[Dataset entries]
________

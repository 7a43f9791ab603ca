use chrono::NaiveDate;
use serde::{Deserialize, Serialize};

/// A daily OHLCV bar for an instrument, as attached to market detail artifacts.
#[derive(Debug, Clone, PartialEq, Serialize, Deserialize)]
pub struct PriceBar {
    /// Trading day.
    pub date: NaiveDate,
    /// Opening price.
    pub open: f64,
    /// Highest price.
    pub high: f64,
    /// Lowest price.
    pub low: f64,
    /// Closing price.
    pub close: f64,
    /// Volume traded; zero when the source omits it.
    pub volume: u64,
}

________

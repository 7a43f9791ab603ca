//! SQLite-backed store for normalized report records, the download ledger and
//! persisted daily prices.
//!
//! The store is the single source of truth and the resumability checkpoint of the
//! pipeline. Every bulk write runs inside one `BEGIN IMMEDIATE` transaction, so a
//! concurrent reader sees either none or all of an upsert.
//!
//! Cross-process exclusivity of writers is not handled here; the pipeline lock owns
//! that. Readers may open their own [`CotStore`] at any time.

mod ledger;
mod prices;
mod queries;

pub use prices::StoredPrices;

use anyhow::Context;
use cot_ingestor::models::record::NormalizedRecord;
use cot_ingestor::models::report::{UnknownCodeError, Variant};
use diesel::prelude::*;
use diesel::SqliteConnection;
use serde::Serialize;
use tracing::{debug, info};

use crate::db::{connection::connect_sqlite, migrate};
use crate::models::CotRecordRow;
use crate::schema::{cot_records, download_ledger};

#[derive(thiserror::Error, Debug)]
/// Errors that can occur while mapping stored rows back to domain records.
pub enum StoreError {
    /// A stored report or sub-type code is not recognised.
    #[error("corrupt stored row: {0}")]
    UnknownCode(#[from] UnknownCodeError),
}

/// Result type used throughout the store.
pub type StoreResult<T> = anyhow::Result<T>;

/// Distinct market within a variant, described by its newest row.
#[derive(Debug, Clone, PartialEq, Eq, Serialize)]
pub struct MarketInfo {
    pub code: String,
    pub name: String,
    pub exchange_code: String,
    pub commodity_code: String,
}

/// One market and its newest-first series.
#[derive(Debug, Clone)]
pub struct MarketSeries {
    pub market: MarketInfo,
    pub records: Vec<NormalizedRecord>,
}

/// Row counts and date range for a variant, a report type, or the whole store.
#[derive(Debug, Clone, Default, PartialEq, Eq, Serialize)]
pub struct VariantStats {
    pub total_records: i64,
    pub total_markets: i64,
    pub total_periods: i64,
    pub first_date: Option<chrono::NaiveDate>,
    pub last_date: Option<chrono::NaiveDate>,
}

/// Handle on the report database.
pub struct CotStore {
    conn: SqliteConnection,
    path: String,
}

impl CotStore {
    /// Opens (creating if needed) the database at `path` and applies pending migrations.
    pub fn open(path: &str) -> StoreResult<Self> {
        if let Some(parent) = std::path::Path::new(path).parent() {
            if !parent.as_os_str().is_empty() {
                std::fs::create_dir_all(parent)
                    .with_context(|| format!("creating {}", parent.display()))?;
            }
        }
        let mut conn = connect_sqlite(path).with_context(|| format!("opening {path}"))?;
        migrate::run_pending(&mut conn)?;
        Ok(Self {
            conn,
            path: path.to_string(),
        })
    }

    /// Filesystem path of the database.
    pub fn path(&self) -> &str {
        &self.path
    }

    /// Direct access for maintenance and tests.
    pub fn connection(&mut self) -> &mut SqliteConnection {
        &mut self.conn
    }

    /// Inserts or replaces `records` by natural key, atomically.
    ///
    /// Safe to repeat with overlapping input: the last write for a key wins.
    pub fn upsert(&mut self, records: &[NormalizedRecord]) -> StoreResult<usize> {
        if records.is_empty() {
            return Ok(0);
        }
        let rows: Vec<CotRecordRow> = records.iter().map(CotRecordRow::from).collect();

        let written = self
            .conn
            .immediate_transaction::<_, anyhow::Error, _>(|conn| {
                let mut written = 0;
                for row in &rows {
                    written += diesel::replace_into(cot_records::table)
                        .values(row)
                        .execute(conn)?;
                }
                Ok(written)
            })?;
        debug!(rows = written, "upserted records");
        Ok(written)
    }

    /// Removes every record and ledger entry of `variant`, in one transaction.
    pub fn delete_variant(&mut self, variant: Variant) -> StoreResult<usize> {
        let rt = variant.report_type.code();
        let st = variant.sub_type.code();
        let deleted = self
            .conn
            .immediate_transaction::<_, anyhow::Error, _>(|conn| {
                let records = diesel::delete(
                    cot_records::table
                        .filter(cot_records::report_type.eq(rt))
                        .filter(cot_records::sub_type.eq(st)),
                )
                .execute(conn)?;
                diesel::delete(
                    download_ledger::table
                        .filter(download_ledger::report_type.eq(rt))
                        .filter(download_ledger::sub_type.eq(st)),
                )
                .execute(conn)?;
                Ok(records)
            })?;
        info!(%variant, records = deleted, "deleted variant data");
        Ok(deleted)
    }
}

________

- **Prompt**
Across all the records, find the lines containing the word "migrate" and reproduce each one.

- **Task solution**
use crate::db::{connection::connect_sqlite, migrate};
        migrate::run_pending(&mut conn)?;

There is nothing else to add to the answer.